Previously we have discussed timezone handling in a series of posts:
  1. motivation and overview
  2. parsing zoneinfo database
  3. calculating offsets
To continue from the third post where we are in the midst of calculating daylight saving offsets, we have figured out the applicable rules, and we now need to convert them into date structs so we can determine the exact boundary.
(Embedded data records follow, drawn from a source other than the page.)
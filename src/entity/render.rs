// SPDX-FileCopyrightText: 2025-2026 RAprogramm <andrey.rozanov.vl@gmail.com>
// SPDX-License-Identifier: MIT

//! Dual renderer.
//!
//! Turns one [`RenderContext`] into two files: the implementation and its
//! tests. Both are produced the same way:
//!
//! ```text
//! selected units ──► imports (sorted, deduplicated)
//!                └─► items / test fns
//!                        │
//!                        ▼
//!               syn::File ──► prettyplease ──► header + trim ──► file
//! ```
//!
//! The targets do not depend on each other. Both are always attempted and
//! their failures are reported together as [`Error::Targets`].

use std::{
    collections::BTreeSet,
    fmt, fs,
    path::{Path, PathBuf}
};

use proc_macro2::TokenStream;
use quote::quote;
use syn::{Ident, Path as SynPath};
use tracing::{debug, info, warn};

use super::{
    context::RenderContext,
    units::{self, GenerationUnit}
};
use crate::{
    error::{Error, Result, TargetError},
    utils::{marker, paths}
};

/// One of the two generated files.
#[derive(Debug, Clone, Copy, PartialEq, Eq, Hash)]
pub enum Target {
    /// Persistence members.
    Implementation,
    /// Tests of those members.
    Tests
}

impl Target {
    /// Both targets, in the order they are written.
    pub const BOTH: [Self; 2] = [Self::Implementation, Self::Tests];

    /// Where this target is written for `source`.
    pub fn output_path(self, source: &Path) -> PathBuf {
        match self {
            Self::Implementation => paths::implementation_path(source),
            Self::Tests => paths::test_path(source)
        }
    }
}

impl fmt::Display for Target {
    fn fmt(&self, f: &mut fmt::Formatter<'_>) -> fmt::Result {
        f.write_str(match self {
            Self::Implementation => "implementation",
            Self::Tests => "tests"
        })
    }
}

/// Paths of the files written by one run.
#[derive(Debug, Clone, PartialEq, Eq)]
pub struct GeneratedFiles {
    /// Implementation file.
    pub implementation: PathBuf,
    /// Test file.
    pub tests:          PathBuf
}

/// Render `target` to source text.
///
/// # Errors
///
/// [`Error::Template`] when a context value is not a valid identifier or
/// path, or when the emitted tokens do not form a valid file.
pub fn render(target: Target, ctx: &RenderContext) -> Result<String> {
    check_context(target, ctx)?;

    let selected = units::selected(ctx);
    debug!(
        %target,
        units = ?selected.iter().map(|u| u.name()).collect::<Vec<_>>(),
        "rendering"
    );

    let mut body = TokenStream::new();
    for unit in &selected {
        let tokens = match target {
            Target::Implementation => unit.emit(ctx),
            Target::Tests => unit.emit_tests(ctx)
        }
        .map_err(|err| Error::template(target, format!("{}: {err}", unit.name())))?;
        body.extend(tokens);
    }

    let prelude = prelude(target, ctx, &selected)?;
    let file: syn::File =
        syn::parse2(quote! { #prelude #body }).map_err(|err| Error::template(target, err))?;

    Ok(marker::with_header(&prettyplease::unparse(&file)))
}

/// Render `target` and write it next to `source`, truncating any previous
/// output.
///
/// # Errors
///
/// Whatever [`render`] returns, or [`Error::Io`] when the file cannot be
/// written.
pub fn write(target: Target, ctx: &RenderContext, source: &Path) -> Result<PathBuf> {
    let text = render(target, ctx)?;
    let path = target.output_path(source);
    fs::write(&path, text).map_err(|err| Error::io("write", &path, err))?;
    info!(%target, path = %path.display(), "wrote generated file");
    Ok(path)
}

/// Render and write both targets.
///
/// # Errors
///
/// [`Error::Targets`] listing every target that failed. A target that
/// succeeded stays written.
pub fn write_all(ctx: &RenderContext, source: &Path) -> Result<GeneratedFiles> {
    let mut failures = Vec::new();
    for target in Target::BOTH {
        if let Err(err) = write(target, ctx, source) {
            warn!(%target, error = %err, "target failed");
            failures.push(TargetError {
                target,
                source: Box::new(err)
            });
        }
    }

    if !failures.is_empty() {
        return Err(Error::Targets(failures));
    }
    Ok(GeneratedFiles {
        implementation: Target::Implementation.output_path(source),
        tests:          Target::Tests.output_path(source)
    })
}

/// Values `target` splices into the output as identifiers or paths must
/// parse as such; `Ident::new` would panic on them otherwise. The generated
/// module name only appears in the tests.
fn check_context(target: Target, ctx: &RenderContext) -> Result<()> {
    let mut idents = vec![("type name", &ctx.model_name), ("model variable", &ctx.model_var)];
    if target == Target::Tests {
        idents.push(("generated module", &ctx.generated_module));
    }
    for (what, value) in idents {
        if syn::parse_str::<Ident>(value).is_err() {
            return Err(Error::template(target, format!("{what} `{value}` is not an identifier")));
        }
    }
    package_path(target, ctx).map(drop)
}

fn package_path(target: Target, ctx: &RenderContext) -> Result<SynPath> {
    match syn::parse_str::<SynPath>(&ctx.package) {
        Ok(path) if path.leading_colon.is_none() => Ok(path),
        _ => Err(Error::template(
            target,
            format!("package `{}` is not a module path", ctx.package)
        ))
    }
}

/// Inner attributes and `use` items of a target.
fn prelude(
    target: Target,
    ctx: &RenderContext,
    selected: &[&'static dyn GenerationUnit]
) -> Result<TokenStream> {
    let wanted: BTreeSet<&'static str> = selected
        .iter()
        .flat_map(|unit| match target {
            Target::Implementation => unit.imports(ctx),
            Target::Tests => unit.test_imports(ctx)
        })
        .collect();

    let mut imports = Vec::with_capacity(wanted.len());
    for import in wanted {
        let path: SynPath = syn::parse_str(import).map_err(|err| Error::template(target, err))?;
        imports.push(path);
    }

    let package = package_path(target, ctx)?;
    let model = ctx.model_ident();

    Ok(match target {
        Target::Implementation => quote! {
            #(use #imports;)*

            use crate::#package::#model;
        },
        Target::Tests => {
            let module = Ident::new(&ctx.generated_module, proc_macro2::Span::call_site());
            quote! {
                #![cfg(test)]

                #(use #imports;)*

                use super::#module::*;
                use crate::#package::#model;
            }
        }
    })
}

#[cfg(test)]
mod tests {
    use super::*;
    use crate::entity::context::tests::user_context;

    #[test]
    fn implementation_has_header_imports_and_members() {
        let text = render(Target::Implementation, &user_context()).unwrap();
        assert!(marker::is_generated(&text));
        assert!(text.contains("use chrono::Utc;"));
        assert!(text.contains("use sqldb::Queryable;"));
        assert!(text.contains("use uuid::Uuid;"));
        assert!(text.contains("use crate::models::User;"));
        for member in [
            "pub fn join_sql(",
            "pub fn get_by_id(",
            "pub fn get_any_by_id(",
            "pub fn save(",
            "pub fn create(",
            "pub(super) fn do_create(",
            "pub fn update(",
            "pub(super) fn do_update(",
            "pub fn delete(",
            "pub fn is_zero("
        ] {
            assert!(text.contains(member), "missing {member}");
        }
        assert!(!text.contains("MockQueryable"));
    }

    #[test]
    fn tests_import_the_generated_module() {
        let text = render(Target::Tests, &user_context()).unwrap();
        assert!(text.contains("#![cfg(test)]"));
        assert!(text.contains("use super::user_generated::*;"));
        assert!(text.contains("use sqldb::mock::MockQueryable;"));
        assert!(text.contains("let mut t = MockQueryable::new();"));
        assert!(text.contains("fn user_is_zero()"));
    }

    #[test]
    fn imports_are_sorted() {
        let text = render(Target::Implementation, &user_context()).unwrap();
        let chrono = text.find("use chrono::Utc;").unwrap();
        let sqldb = text.find("use sqldb::Queryable;").unwrap();
        let uuid = text.find("use uuid::Uuid;").unwrap();
        assert!(chrono < sqldb && sqldb < uuid);
    }

    #[test]
    fn rendering_is_deterministic() {
        let ctx = user_context();
        for target in Target::BOTH {
            assert_eq!(render(target, &ctx).unwrap(), render(target, &ctx).unwrap());
        }
    }

    #[test]
    fn exclusion_removes_only_its_members() {
        let mut ctx = user_context();
        ctx.excluded.insert("delete".into());

        let implementation = render(Target::Implementation, &ctx).unwrap();
        assert!(!implementation.contains("pub fn delete("));
        assert!(implementation.contains("pub fn is_zero("));
        assert!(implementation.contains("pub(super) fn do_update("));

        let tests = render(Target::Tests, &ctx).unwrap();
        assert!(!tests.contains("fn user_delete"));
        assert!(tests.contains("fn user_do_update_fail()"));
        assert!(tests.contains("fn user_is_zero()"));
    }

    #[test]
    fn excluding_time_users_drops_the_clock_import() {
        let mut ctx = user_context();
        ctx.excluded.extend(["do_create".to_string(), "do_update".to_string()]);
        let text = render(Target::Implementation, &ctx).unwrap();
        assert!(!text.contains("use chrono::Utc;"));
        assert!(!text.contains("use uuid::Uuid;"));
    }

    #[test]
    fn everything_excluded_leaves_only_imports() {
        let mut ctx = user_context();
        ctx.excluded
            .extend(crate::entity::context::Capability::ALL.map(|c| c.tag().to_string()));
        let text = render(Target::Implementation, &ctx).unwrap();
        assert!(text.contains("use crate::models::User;"));
        assert!(!text.contains("fn "));
    }

    #[test]
    fn getter_queries_the_backend_not_the_model() {
        let mut ctx = user_context();
        ctx.model_name = "Quote".into();
        ctx.model_name_lc = "quote".into();
        ctx.model_var = crate::entity::naming::model_var("Quote").unwrap();

        let text = render(Target::Implementation, &ctx).unwrap();
        assert!(text.contains("let mut qu = Quote::default();"));
        assert!(text.contains("q.get(&mut qu, stmt, id)?;"));
        assert!(!text.contains("q.get(&mut q,"));
    }

    #[test]
    fn nested_package_is_a_module_path() {
        let mut ctx = user_context();
        ctx.package = "domain::models".into();
        let text = render(Target::Tests, &ctx).unwrap();
        assert!(text.contains("use crate::domain::models::User;"));
    }

    #[test]
    fn invalid_context_values_are_template_errors() {
        let mut ctx = user_context();
        ctx.package = "models::".into();
        let err = render(Target::Implementation, &ctx).unwrap_err();
        assert!(matches!(err, Error::Template { target: Target::Implementation, .. }));

        let mut ctx = user_context();
        ctx.generated_module = "user-model_generated".into();
        assert!(matches!(render(Target::Tests, &ctx), Err(Error::Template { .. })));
        assert!(render(Target::Implementation, &ctx).is_ok());

        let mut ctx = user_context();
        ctx.fields_as_array = "\"id\", ".repeat(2) + "(";
        assert!(matches!(
            render(Target::Implementation, &ctx),
            Err(Error::Template { .. })
        ));
    }

    #[test]
    fn output_paths_are_siblings() {
        let source = Path::new("src/models/user.rs");
        assert_eq!(
            Target::Implementation.output_path(source),
            Path::new("src/models/user_generated.rs")
        );
        assert_eq!(
            Target::Tests.output_path(source),
            Path::new("src/models/user_generated_test.rs")
        );
    }
}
Going back to our two rule examples for America/Los_Angeles:

  (2007 +inf.0 - 3 (match 0 >= 8) (2 0 0 w) 3600 "D")
  (2007 +inf.0 - 11 (match 0 >= 1) (2 0 0 w) 0 "S")
We want to convert them into the applicable values (for both 2009 and the previous year - 2008):

2009/3/8 02:00:00-08:00 
2009/11/1 02:00:00-07:00
2008/3/9 02:00:00-08:00 
2008/11/2 02:00:00-07:00 
In order to do so, we'll first have to be able to convert the ON (day of the month) into the correct date value, and then we'll have to convert the AT (time of the date) into the correct time value. Let's get started.

Day of the Month

The simplest ON format is a day number (ranging from 1-31), and for that we do not have to do too much. But there are also two other formats that are based on weekdays:

'(last 0) ;; => last sunday (sunday = 0, monday = 1 ..., saturday = 6) 
'(match 0 >= 5) ;; => sunday on or after 5th 
'(match 2 <= 10) ;; => tuesday on or before 10th 

That means we need to be able to convert them to the appropriate day of the month based on the year and the month.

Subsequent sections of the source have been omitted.